The upper back is an area women are prone to store fat. However, you can make your back smaller by performing a regular cardiovascular and muscle-toning regimen. Resistance training will strengthen and tone the area, but cardio is more effective at burning the fat; this includes fat on your back. Thus, you should implement a routine that includes both strength exercises and cardio. Reducing your caloric intake is also key in making your back smaller.
Video of the Day
Dumbbell pullovers target the mid and upper back, the two regions that typically retain fat and are often more broad. To perform this move, lay on your back on an exercise bench with your head resting on the edge. Hold a dumbbell and grip the end with both hands. Extend your arms over and past your head, dipping the dumbbell down to the ground behind your head. Tighten your back muscles to pull the weight back above your chest. Adjust weight so that your back feels tight at 15 to 20 repetitions. Perform three sets.
Upright rows isolate the top of your shoulders and the upper region of your back. Start upright, legs shoulder-width apart, holding your dumbbell with arms extended down in front of you.

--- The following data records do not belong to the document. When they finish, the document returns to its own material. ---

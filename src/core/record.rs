//! Undo records and their capability tokens.
//!
//! A record holds exactly what is needed to reverse one applied edit. It is
//! addressed only by a random token handed to the caller; nothing else
//! references it.

use chrono::Utc;
use rand::Rng;
use serde::{Deserialize, Serialize};

use crate::infra::text::TextLayout;

/// Tokens are 32 symbols drawn from this 62-character alphabet (~190 bits)
const TOKEN_ALPHABET: &[u8] = b"0123456789ABCDEFGHIJKLMNOPQRSTUVWXYZabcdefghijklmnopqrstuvwxyz";
const TOKEN_LEN: usize = 32;

/// State needed to reverse one applied edit
#[derive(Debug, Clone, PartialEq, Eq, Serialize, Deserialize)]
pub struct UndoRecord {
    pub project_ref: String,
    pub mr_ref: String,
    pub branch: String,
    pub file_path: String,
    pub start_line: usize, // original range, 1-based
    pub end_line: usize,
    pub updated_start_line: usize, // post-edit range; end < start means empty
    pub updated_end_line: usize,
    pub original_code: String, // LF-joined
    pub updated_code: String,  // LF-joined
    pub previous_commit_id: String,
    pub applied_commit_id: Option<String>,
    /// Newline layout of the file before the edit
    #[serde(default)]
    pub layout: TextLayout,
    pub created_at: String, // RFC3339
}

impl UndoRecord {
    /// Number of lines the original block occupied
    pub fn original_len(&self) -> usize {
        (self.end_line + 1).saturating_sub(self.start_line)
    }

    /// Whether the replacement removed every line of the range
    pub fn updated_is_empty(&self) -> bool {
        self.updated_end_line < self.updated_start_line
    }
}

/// Current time in the record timestamp format
pub fn timestamp() -> String {
    Utc::now().to_rfc3339()
}

/// Generate an unguessable, URL-safe undo token.
pub fn generate_token() -> String {
    let mut rng = rand::rng();
    (0..TOKEN_LEN)
        .map(|_| {
            let idx = rng.random_range(0..TOKEN_ALPHABET.len());
            TOKEN_ALPHABET[idx] as char
        })
        .collect()
}

/// Store key for a token
pub fn store_key(token: &str) -> String {
    format!("undo:{token}")
}
//! Repository client backed by the `git` executable.
//!
//! Serves projects stored as (bare or non-bare) repositories under a root
//! directory. Commits are built with plumbing only, so no working tree or
//! checked-out index is ever touched:
//! 1. `hash-object -w` the new content;
//! 2. `read-tree` the parent into a throwaway index (`GIT_INDEX_FILE`);
//! 3. `update-index --cacheinfo` the new blob, `write-tree`;
//! 4. `commit-tree -p <parent>`;
//! 5. `update-ref refs/heads/<branch> <new> <parent>`.
//!
//! Step 5 is git's own compare-and-swap under the ref lock, which gives the
//! conditional-write semantics the engine relies on.

use std::ffi::OsStr;
use std::io::Write;
use std::path::{Path, PathBuf};
use std::process::{Command, Output, Stdio};

use tracing::{debug, instrument};

use crate::core::repo::{FileUpdate, RepoError, RepositoryClient};

const DEFAULT_FILE_MODE: &str = "100644";

/// Git client configuration
#[derive(Debug, Clone)]
pub struct GitOptions {
    /// Directory holding one repository per project (`.` = the root itself)
    pub root: PathBuf,
    pub git_executable: PathBuf,
    pub committer_name: String,
    pub committer_email: String,
}

impl Default for GitOptions {
    fn default() -> Self {
        Self {
            root: PathBuf::from("."),
            git_executable: PathBuf::from("git"),
            committer_name: "reviewfix".to_string(),
            committer_email: "reviewfix@localhost".to_string(),
        }
    }
}

/// `RepositoryClient` over local git repositories
#[derive(Debug, Clone)]
pub struct GitRepository {
    options: GitOptions,
}

impl GitRepository {
    /// Create a client, failing early when git cannot be executed.
    pub fn new(options: GitOptions) -> Result<Self, RepoError> {
        let output = Command::new(&options.git_executable)
            .arg("--version")
            .output()
            .map_err(|e| RepoError::Upstream {
                status: None,
                message: format!(
                    "git executable {} not usable: {e}",
                    options.git_executable.display()
                ),
            })?;
        let version = String::from_utf8_lossy(&output.stdout);
        if !output.status.success() || !version.contains("git version") {
            return Err(RepoError::Upstream {
                status: None,
                message: format!("unexpected git version output: {}", version.trim()),
            });
        }
        debug!(version = %version.trim(), "git detected");
        Ok(Self { options })
    }

    pub fn options(&self) -> &GitOptions {
        &self.options
    }

    fn repo_dir(&self, project: &str) -> Result<PathBuf, RepoError> {
        let project = project.trim();
        let dir = if project.is_empty() || project == "." {
            self.options.root.clone()
        } else {
            // Projects are plain sub-directories; refuse anything that escapes the root
            if Path::new(project)
                .components()
                .any(|c| !matches!(c, std::path::Component::Normal(_)))
            {
                return Err(RepoError::NotFound(format!("project {project}")));
            }
            self.options.root.join(project)
        };
        if !dir.is_dir() {
            return Err(RepoError::NotFound(format!("project {project}")));
        }
        Ok(dir)
    }

    /// Run git in `dir`, optionally feeding stdin.
    fn run(
        &self,
        dir: &Path,
        args: &[&str],
        envs: &[(&str, &OsStr)],
        stdin: Option<&[u8]>,
    ) -> Result<Output, RepoError> {
        let mut cmd = Command::new(&self.options.git_executable);
        cmd.current_dir(dir)
            .args(args)
            .env("GIT_TERMINAL_PROMPT", "0")
            .stdin(if stdin.is_some() {
                Stdio::piped()
            } else {
                Stdio::null()
            })
            .stdout(Stdio::piped())
            .stderr(Stdio::piped());
        for (k, v) in envs {
            cmd.env(k, v);
        }

        let mut child = cmd.spawn().map_err(|e| upstream(args, &e.to_string()))?;
        if let (Some(bytes), Some(mut pipe)) = (stdin, child.stdin.take()) {
            pipe.write_all(bytes)
                .map_err(|e| upstream(args, &e.to_string()))?;
        }
        child
            .wait_with_output()
            .map_err(|e| upstream(args, &e.to_string()))
    }

    /// Run git and return trimmed stdout, mapping failure to `Upstream`.
    fn run_ok(
        &self,
        dir: &Path,
        args: &[&str],
        envs: &[(&str, &OsStr)],
        stdin: Option<&[u8]>,
    ) -> Result<String, RepoError> {
        let output = self.run(dir, args, envs, stdin)?;
        if !output.status.success() {
            return Err(upstream(args, &String::from_utf8_lossy(&output.stderr)));
        }
        Ok(String::from_utf8_lossy(&output.stdout).trim().to_string())
    }

    /// Mode of `path` in `commit`, defaulting to a regular file
    fn file_mode(&self, dir: &Path, commit: &str, path: &str) -> Result<String, RepoError> {
        let listing = self.run_ok(dir, &["ls-tree", commit, "--", path], &[], None)?;
        Ok(listing
            .split_whitespace()
            .next()
            .filter(|mode| mode.starts_with("100"))
            .unwrap_or(DEFAULT_FILE_MODE)
            .to_string())
    }
}

fn upstream(args: &[&str], detail: &str) -> RepoError {
    RepoError::Upstream {
        status: None,
        message: format!(
            "git {} failed: {}",
            args.first().copied().unwrap_or_default(),
            detail.trim()
        ),
    }
}

/// Whether git's stderr reports a missing ref, object or path
fn is_missing_object(stderr: &str) -> bool {
    let stderr = stderr.to_ascii_lowercase();
    ["invalid object name", "not a valid object name", "does not exist", "but not in"]
        .iter()
        .any(|needle| stderr.contains(needle))
}

impl RepositoryClient for GitRepository {
    #[instrument(skip(self), level = "debug")]
    fn file_content(&self, project: &str, path: &str, git_ref: &str) -> Result<String, RepoError> {
        let dir = self.repo_dir(project)?;
        let object = format!("{git_ref}:{path}");
        let output = self.run(&dir, &["cat-file", "blob", &object], &[], None)?;
        if !output.status.success() {
            let stderr = String::from_utf8_lossy(&output.stderr);
            if is_missing_object(&stderr) {
                return Err(RepoError::NotFound(format!("{path} at {git_ref}")));
            }
            return Err(upstream(&["cat-file"], &stderr));
        }
        String::from_utf8(output.stdout).map_err(|_| RepoError::Upstream {
            status: Some(415),
            message: format!("{path} at {git_ref} is not UTF-8 text"),
        })
    }

    #[instrument(skip(self), level = "debug")]
    fn branch_head(&self, project: &str, branch: &str) -> Result<String, RepoError> {
        let dir = self.repo_dir(project)?;
        let spec = format!("refs/heads/{branch}^{{commit}}");
        let output = self.run(&dir, &["rev-parse", "--verify", "--quiet", &spec], &[], None)?;
        if !output.status.success() {
            return Err(RepoError::NotFound(format!("branch {branch} in {project}")));
        }
        Ok(String::from_utf8_lossy(&output.stdout).trim().to_string())
    }

    #[instrument(
        skip(self, update),
        fields(project = update.project, branch = update.branch, path = update.path)
    )]
    fn commit_file_update(&self, update: &FileUpdate<'_>) -> Result<String, RepoError> {
        let dir = self.repo_dir(update.project)?;
        let parent = update.expected_parent;

        // Throwaway index so the repository's own index is never touched
        let scratch = tempfile::tempdir().map_err(|e| upstream(&["tempdir"], &e.to_string()))?;
        let index = scratch.path().join("index");
        let index_env = [("GIT_INDEX_FILE", index.as_os_str())];

        let blob = self.run_ok(
            &dir,
            &["hash-object", "-w", "--no-filters", "--stdin"],
            &[],
            Some(update.content.as_bytes()),
        )?;

        let read_tree = self.run(&dir, &["read-tree", parent], &index_env, None)?;
        if !read_tree.status.success() {
            return Err(RepoError::NotFound(format!("commit {parent}")));
        }

        let mode = self.file_mode(&dir, parent, update.path)?;
        let cacheinfo = format!("{mode},{blob},{}", update.path);
        self.run_ok(
            &dir,
            &["update-index", "--add", "--cacheinfo", &cacheinfo],
            &index_env,
            None,
        )?;
        let tree = self.run_ok(&dir, &["write-tree"], &index_env, None)?;

        let name = OsStr::new(&self.options.committer_name);
        let email = OsStr::new(&self.options.committer_email);
        let identity = [
            ("GIT_AUTHOR_NAME", name),
            ("GIT_AUTHOR_EMAIL", email),
            ("GIT_COMMITTER_NAME", name),
            ("GIT_COMMITTER_EMAIL", email),
        ];
        let commit = self.run_ok(
            &dir,
            &["commit-tree", &tree, "-p", parent, "-m", update.message],
            &identity,
            None,
        )?;

        // Compare-and-swap on the branch ref
        let ref_name = format!("refs/heads/{}", update.branch);
        let output = self.run(
            &dir,
            &["update-ref", "-m", update.message, &ref_name, &commit, parent],
            &[],
            None,
        )?;
        if !output.status.success() {
            let stderr = String::from_utf8_lossy(&output.stderr);
            debug!(stderr = %stderr.trim(), "update-ref refused");
            if stderr.contains("but expected") || stderr.contains("cannot lock ref") {
                return Err(RepoError::ParentMismatch {
                    branch: update.branch.to_string(),
                    expected: parent.to_string(),
                });
            }
            return Err(upstream(&["update-ref"], &stderr));
        }

        debug!(%commit, %tree, "branch updated");
        Ok(commit)
    }
}
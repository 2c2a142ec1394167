//! Reverse a previously applied fix.
//!
//! Stricter than apply: the branch must still be the merge request's source
//! branch, its head must still be the commit the fix produced, and the
//! replaced block must still read exactly as written.

use serde::{Deserialize, Serialize};
use tracing::{debug, info, instrument, warn};

use crate::core::diff::unified_diff;
use crate::core::engine::{FixEngine, MergeRequestTarget};
use crate::core::error::FixError;
use crate::core::guard::{self, CheckPhase};
use crate::core::record::{self, UndoRecord};
use crate::core::repo::FileUpdate;
use crate::core::snippet::{Snippet, build_snippet};
use crate::core::splice::{insert_at, splice};
use crate::infra::text::{self, split_block};

/// Outcome of a successful undo
#[derive(Debug, Clone, Serialize, Deserialize)]
pub struct UndoResult {
    pub diff: String,
    pub commit_message: String,
    pub commit_sha: String,
    pub snippet: Snippet,
}

/// Commit message for a revert
pub fn revert_commit_message(path: &str) -> String {
    format!("revert: undo AI fix for `{path}`")
}

impl FixEngine<'_> {
    /// Undo the fix identified by `token` on `target`.
    #[instrument(skip(self, token), fields(branch = %target.source_branch))]
    pub fn undo(&self, target: &MergeRequestTarget, token: &str) -> Result<UndoResult, FixError> {
        let store = self
            .store
            .ok_or_else(|| FixError::StoreUnavailable("no undo store configured".to_string()))?;
        let key = record::store_key(token);

        let raw = store
            .get(&key)?
            .ok_or_else(|| FixError::NotFound("undo token is unknown or expired".to_string()))?;
        let entry: UndoRecord = serde_json::from_str(&raw).map_err(|e| {
            warn!(error = %e, "unreadable undo record");
            FixError::NotFound("undo token is unknown or expired".to_string())
        })?;

        // A token only works for the merge request it was issued for
        if entry.project_ref != target.project || entry.mr_ref != target.merge_request {
            debug!(project = %entry.project_ref, mr = %entry.mr_ref, "token issued for another merge request");
            return Err(FixError::NotFound(
                "undo token is unknown or expired".to_string(),
            ));
        }
        if entry.branch != target.source_branch {
            return Err(FixError::Conflict(format!(
                "branch changed since the fix was applied ({} is now {})",
                entry.branch, target.source_branch
            )));
        }

        let path = entry.file_path.as_str();
        let head = self.repo.branch_head(&entry.project_ref, &entry.branch)?;
        if let Some(applied) = entry.applied_commit_id.as_deref()
            && !guard::same_commit(applied, &head)
        {
            return Err(FixError::Conflict(format!(
                "new commits were pushed after the fix; undo unavailable (fix {applied}, head {head})"
            )));
        }

        let before = self.repo.file_content(&entry.project_ref, path, &head)?;
        let lines = text::split_lines(&before);
        guard::check_block(
            path,
            &lines,
            entry.updated_start_line,
            entry.updated_end_line,
            &entry.updated_code,
            CheckPhase::Undo,
        )?;

        // Put the original lines back where the replacement sits now
        let original = split_block(&entry.original_code, entry.original_len());
        let at0 = entry.updated_start_line - 1;
        let restored = if entry.updated_is_empty() {
            insert_at(&lines, at0, &original)?
        } else {
            splice(&lines, at0, entry.updated_end_line - 1, &original)?
        };
        let after = entry.layout.render(&restored);

        let diff = unified_diff(path, &before, &after, self.options.diff_context);
        let commit_message = revert_commit_message(path);
        let commit_sha = self.repo.commit_file_update(&FileUpdate {
            project: &entry.project_ref,
            branch: &entry.branch,
            path,
            content: &after,
            expected_parent: &head,
            message: &commit_message,
        })?;
        info!(
            %commit_sha,
            reverted = ?entry.applied_commit_id,
            restores = %entry.previous_commit_id,
            "reverted fix"
        );

        // One-shot: the token dies with a successful undo
        if let Err(e) = store.delete(&key) {
            warn!(error = %e, "failed to delete consumed undo record");
        }

        let restored_lines = text::split_lines(&after);
        let snippet = build_snippet(
            path,
            &commit_sha,
            &restored_lines,
            entry.start_line,
            entry.end_line,
            self.options.context_before,
            self.options.context_after,
        );

        Ok(UndoResult {
            diff,
            commit_message,
            commit_sha,
            snippet,
        })
    }
}
//! Fix engine shared state and the read-side snippet operation.
//!
//! `FixEngine` borrows a repository client and an optional undo store; the
//! apply and undo operations live in `core::apply` and `core::undo`.

use std::time::Duration;

use serde::{Deserialize, Serialize};
use tracing::{debug, instrument};

use crate::core::error::FixError;
use crate::core::repo::{RepoError, RepositoryClient};
use crate::core::snippet::{Snippet, build_snippet};
use crate::core::undo_store::UndoStore;
use crate::infra::text::split_lines;

/// Default lifetime of an undo capability
pub const DEFAULT_UNDO_TTL: Duration = Duration::from_secs(24 * 60 * 60);

/// Merge request context resolved by the caller
#[derive(Debug, Clone, PartialEq, Eq, Serialize, Deserialize)]
pub struct MergeRequestTarget {
    pub project: String,
    pub merge_request: String,
    pub source_branch: String,
}

/// Tunables for snippet windows, diffs and undo lifetime
#[derive(Debug, Clone)]
pub struct FixOptions {
    pub context_before: usize,
    pub context_after: usize,
    pub diff_context: usize,
    pub undo_ttl: Duration,
}

impl Default for FixOptions {
    fn default() -> Self {
        Self {
            context_before: 5,
            context_after: 5,
            diff_context: 3,
            undo_ttl: DEFAULT_UNDO_TTL,
        }
    }
}

/// Apply/undo engine over a repository client and an optional undo store
pub struct FixEngine<'a> {
    pub(crate) repo: &'a dyn RepositoryClient,
    pub(crate) store: Option<&'a dyn UndoStore>,
    pub(crate) options: FixOptions,
}

impl<'a> FixEngine<'a> {
    pub fn new(repo: &'a dyn RepositoryClient) -> Self {
        Self {
            repo,
            store: None,
            options: FixOptions::default(),
        }
    }

    pub fn with_store(mut self, store: &'a dyn UndoStore) -> Self {
        self.store = Some(store);
        self
    }

    pub fn with_options(mut self, options: FixOptions) -> Self {
        self.options = options;
        self
    }

    pub fn options(&self) -> &FixOptions {
        &self.options
    }

    /// Fetch `path` at `git_ref` and build a highlighted window.
    ///
    /// A branch name is resolved to its head commit first so the returned
    /// snippet carries the exact commit a later apply must be checked against.
    #[instrument(skip(self), level = "debug")]
    pub fn snippet(
        &self,
        project: &str,
        path: &str,
        git_ref: &str,
        highlight_start: usize,
        highlight_end: usize,
    ) -> Result<Snippet, FixError> {
        let resolved = match self.repo.branch_head(project, git_ref) {
            Ok(head) => head,
            Err(RepoError::NotFound(_)) => git_ref.to_string(),
            Err(e) => return Err(e.into()),
        };
        debug!(%resolved, "resolved snippet ref");

        let content = self.repo.file_content(project, path, &resolved)?;
        let lines = split_lines(&content);
        Ok(build_snippet(
            path,
            &resolved,
            &lines,
            highlight_start,
            highlight_end,
            self.options.context_before,
            self.options.context_after,
        ))
    }
}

Pull the dumbbell upright as high as your chin while maintaining a strong posture. Do not let your back arch and do not lock your knees. The weight you choose should cause your back and shoulders to be tight upon completion of 15 to 20 reps. Complete three sets. This move makes the upper part of your back smaller and more toned when combined with cardiovascular exercise.
Bent Over Row
Bent over rows target the upper back and posterior area of the shoulders. You can also substitute a weight plate or kettlebell for the dumbbell in doing this move. Stand with feet shoulder-width apart with your torso bent down so that it is parallel to the ground, or slightly more upright. Hold this posture. Grasp the weight with arms extended below, then pull the weight to your chest, while you squeeze your shoulder blades together. Complete three sets of 15 to 20 repetitions four to five times a week to shrink the fat accumulation in those areas.
Single Arm Row
With single arm rows, make sure to use approximately half of the weight you use for rows; use a bench for balance. Start with your left knee and palm resting on the edge of the bench. Your other foot should be flat on the ground. The dumbbell should be in your right hand. With your torso parallel to the ground, pull the weight up and drive your elbow upwards. Do 15 to 20 repetitions on each arm. Remember, when your right arm holds the weight, the right leg is on the ground, and visa versa.